WHERE AM I NOW: Bali, Indonesia
Diving and surfing.

Wednesday, February 8, 2012

Cash is King

For the past two days, it's been raining non stop in the great city of Taipei. Making it a gloomy place. The most determined of the backpacking crowd have had only enough enthusiasm to visit the museums, and found them crowded with bus loads of Chinese tourists. Others have stayed indoors. And the smallest, most elite group of hostel-goers, have soothed thier boredom with shopping therapy.
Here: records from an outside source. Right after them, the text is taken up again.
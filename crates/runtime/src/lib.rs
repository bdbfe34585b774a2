//! Multisim Runtime.
//!
//! Composition and scheduling engine for multiscale simulations. A
//! simulation is a single hierarchical state tree; processes and steps are
//! declared inside it and wired to tree paths through typed ports.
//!
//! # Architecture
//!
//! - [`types`] - Core types: [`Value`], [`Time`], [`UnitKind`]
//! - [`path`] - Tree addresses and relative wire resolution
//! - [`schema`] / [`registry`] - Type expressions, merge and validation rules
//! - [`tree`] - The [`StateTree`] with embedded unit declarations
//! - [`delta`] - Update deltas and transactional application
//! - [`unit`] - The [`Process`] / [`Step`] contract and adapter capabilities
//! - [`wiring`] - Port-to-path binding
//! - [`dag`] - Step dependency ordering
//! - [`scheduler`] - The main [`Scheduler`] type
//! - [`coupling`] - Neighbor coupling step for entity populations
//! - [`emitter`] - Snapshot collection and sinks
//! - [`error`] - Error types
//!
//! # Execution Model
//!
//! Each tick proceeds in three stages:
//!
//! 1. **Settle** - Steps run to a fixpoint in dependency order
//! 2. **Advance** - Due processes fire against one snapshot; deltas commit in order
//! 3. **Emit** - Configured paths are captured
//!
//! # Example
//!
//! ```ignore
//! use multisim_runtime::{CompositeDefinition, Scheduler, TypeRegistry, UnitRegistry};
//!
//! let definition = CompositeDefinition::from_json(text)?;
//! let mut scheduler = Scheduler::build(definition, TypeRegistry::new(), units)?;
//! let report = scheduler.run(100.0)?;
//! ```

pub mod composite;
pub mod config;
pub mod coupling;
pub mod dag;
pub mod delta;
pub mod emitter;
pub mod error;
pub mod path;
pub mod registry;
pub mod scheduler;
pub mod schema;
pub mod stable_hash;
pub mod tree;
pub mod types;
pub mod unit;
pub mod wiring;

pub use composite::CompositeDefinition;
pub use config::{EmitterConfig, SchedulerConfig};
pub use coupling::{NeighborCoupling, NeighborTable};
pub use delta::{Applied, Delta, Reaction};
pub use emitter::{EmitSink, Emitter, JsonLinesSink, NullSink};
pub use error::{AdapterError, Error, Result, SinkError};
pub use path::Path;
pub use registry::TypeRegistry;
pub use scheduler::{RunReport, Scheduler, UnitFault};
pub use schema::Schema;
pub use tree::StateTree;
pub use types::*;
pub use unit::{
    HasNeighborQuery, HasScalarState, Port, Ports, Process, State, Step, Steppable, Unit,
    UnitImpl, UnitRegistry, Update, ports,
};
pub use wiring::{UnitDeclaration, Wire};
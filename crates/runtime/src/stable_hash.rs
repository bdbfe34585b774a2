//! Stable hashing for step input fingerprints.
//!
//! A step fires only when its inputs changed since it last ran. Inputs are
//! compared by a 64-bit FNV-1a fingerprint computed over a canonical walk of
//! the port values, so the result does not depend on process layout or on
//! `std`'s randomized hasher.
//!
//! NOTE: FNV-1a is **not** cryptographically secure.

use indexmap::IndexMap;

use crate::types::Value;

/// 64-bit FNV-1a offset basis.
pub const FNV1A_OFFSET_BASIS_64: u64 = 0xcbf29ce484222325;
/// 64-bit FNV-1a prime.
pub const FNV1A_PRIME_64: u64 = 0x0000_0100_0000_01B3;

/// Mix bytes into an existing FNV-1a 64-bit hash state.
#[inline]
pub const fn fnv1a64_mix(mut hash: u64, bytes: &[u8]) -> u64 {
    let mut i = 0usize;
    while i < bytes.len() {
        hash ^= bytes[i] as u64;
        hash = hash.wrapping_mul(FNV1A_PRIME_64);
        i += 1;
    }
    hash
}

/// Hash a UTF-8 string with FNV-1a 64-bit.
#[inline]
pub const fn fnv1a64_str(s: &str) -> u64 {
    fnv1a64_mix(FNV1A_OFFSET_BASIS_64, s.as_bytes())
}

/// Mix a value into the hash state.
///
/// Every variant is prefixed with a tag byte and every variable-length item
/// with its length, so `["ab"]` and `["a", "b"]` hash differently.
pub fn mix_value(hash: u64, value: &Value) -> u64 {
    match value {
        Value::Null => fnv1a64_mix(hash, &[0]),
        Value::Boolean(b) => fnv1a64_mix(fnv1a64_mix(hash, &[1]), &[*b as u8]),
        Value::Integer(i) => fnv1a64_mix(fnv1a64_mix(hash, &[2]), &i.to_le_bytes()),
        Value::Float(f) => fnv1a64_mix(fnv1a64_mix(hash, &[3]), &f.to_bits().to_le_bytes()),
        Value::String(s) => mix_str(fnv1a64_mix(hash, &[4]), s),
        Value::List(items) => {
            let hash = fnv1a64_mix(fnv1a64_mix(hash, &[5]), &(items.len() as u64).to_le_bytes());
            items.iter().fold(hash, mix_value)
        }
        Value::Map(entries) => {
            let hash = fnv1a64_mix(fnv1a64_mix(hash, &[6]), &(entries.len() as u64).to_le_bytes());
            entries
                .iter()
                .fold(hash, |h, (k, v)| mix_value(mix_str(h, k), v))
        }
    }
}

fn mix_str(hash: u64, s: &str) -> u64 {
    let hash = fnv1a64_mix(hash, &(s.len() as u64).to_le_bytes());
    fnv1a64_mix(hash, s.as_bytes())
}

/// Fingerprint the port values a unit reads.
pub fn fingerprint_ports(ports: &IndexMap<String, Value>) -> u64 {
    ports
        .iter()
        .fold(FNV1A_OFFSET_BASIS_64, |h, (name, value)| {
            mix_value(mix_str(h, name), value)
        })
}
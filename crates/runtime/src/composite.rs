//! Composite definitions

use serde::{Deserialize, Serialize};

use crate::config::SchedulerConfig;
use crate::types::Value;

/// Everything needed to build a scheduler: the initial tree literal (with
/// embedded unit declarations) and the scheduler configuration.
#[derive(Debug, Clone, PartialEq, Serialize, Deserialize)]
pub struct CompositeDefinition {
    pub state: Value,
    #[serde(default)]
    pub config: SchedulerConfig,
}

impl CompositeDefinition {
    pub fn new(state: impl Into<Value>) -> Self {
        Self {
            state: state.into(),
            config: SchedulerConfig::default(),
        }
    }

    pub fn with_config(mut self, config: SchedulerConfig) -> Self {
        self.config = config;
        self
    }

    pub fn from_json(text: &str) -> Result<Self, serde_json::Error> {
        serde_json::from_str(text)
    }
}

#[cfg(test)]
mod tests {
    use super::*;

    #[test]
    fn test_from_json() {
        let definition = CompositeDefinition::from_json(
            r#"{
                "state": {"cells": {"0": {"delta": 1.0}}},
                "config": {"max_step_passes": 8}
            }"#,
        )
        .unwrap();
        assert_eq!(definition.config.max_step_passes, 8);
        assert_eq!(
            definition.state.get_path(&["cells", "0", "delta"]),
            Some(&Value::Float(1.0))
        );
    }
}
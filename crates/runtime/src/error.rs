//! Runtime errors

use thiserror::Error;

use crate::path::Path;

pub type Result<T> = std::result::Result<T, Error>;

/// Errors that abort composite construction or a run.
///
/// Build-time variants leave no partially constructed composite behind.
/// Adapter failures during a run do not surface here; they are recorded as
/// [`UnitFault`](crate::scheduler::UnitFault)s instead.
#[derive(Debug, Error)]
pub enum Error {
    #[error("unknown type: {name}")]
    UnknownType { name: String },

    #[error("invalid type expression `{expr}`: {message}")]
    InvalidTypeExpression { expr: String, message: String },

    #[error("schema mismatch at {path}: expected {expected}, found {found}")]
    SchemaMismatch {
        path: Path,
        expected: String,
        found: String,
    },

    #[error("path not found: {0}")]
    PathNotFound(Path),

    #[error("unresolved wire for port `{port}` of unit {unit}")]
    UnresolvedWire { unit: Path, port: String },

    #[error("unknown unit address `{address}` for unit {unit}")]
    UnknownAddress { unit: Path, address: String },

    #[error("invalid unit declaration at {path}: {message}")]
    InvalidDeclaration { path: Path, message: String },

    #[error("cycle detected in step graph: {steps:?}")]
    CyclicStepGraph { steps: Vec<Path> },

    #[error("adapter error in unit {unit}: {source}")]
    Adapter {
        unit: Path,
        #[source]
        source: AdapterError,
    },

    #[error("steps did not reach a fixpoint after {passes} passes (still firing: {unstable:?})")]
    StepConvergence { passes: u32, unstable: Vec<Path> },

    #[error("emit sink error: {0}")]
    Sink(#[from] SinkError),
}

impl Error {
    pub(crate) fn mismatch(path: &Path, expected: impl ToString, found: impl ToString) -> Self {
        Error::SchemaMismatch {
            path: path.clone(),
            expected: expected.to_string(),
            found: found.to_string(),
        }
    }
}

/// Failure reported by a process or step adapter.
#[derive(Debug, Clone, Error)]
#[error("{message}")]
pub struct AdapterError {
    pub message: String,
}

impl AdapterError {
    pub fn new(message: impl Into<String>) -> Self {
        Self {
            message: message.into(),
        }
    }
}

impl From<serde_json::Error> for AdapterError {
    fn from(err: serde_json::Error) -> Self {
        AdapterError::new(format!("invalid config: {err}"))
    }
}

/// Errors from emit sinks.
#[derive(Debug, Error)]
pub enum SinkError {
    #[error("I/O error: {0}")]
    Io(#[from] std::io::Error),

    #[error("serialization error: {0}")]
    Serialization(#[from] serde_json::Error),

    #[error("sink already closed")]
    AlreadyClosed,
}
In Taipei, there is almost nothing you can't buy. The most popular destinations for clothing, cell phones, shoes, handbags, candy, alarm clocks, hairpins, puppies, fortune tellings, or unidentified meat products... are the night markets. The key thing there is night market. Good luck finding anything during the day. It's only after dark that the stalls appear. And there isn't any space left unused: the most crafty venders set up their stalls in stairwells or the tiny alleys between buildings.

While most Americans have long ago traded their greenbacks for plastic, at the markets, cash changes hands in the blink of an eye. The currency is straigtforward: bills for NT 100 and 1000, and coins for NT 1, 5, 10, and 50. Backpackers can easily get by on less than NT 600 a day (about $20). $1 is roughly equal to NT 30.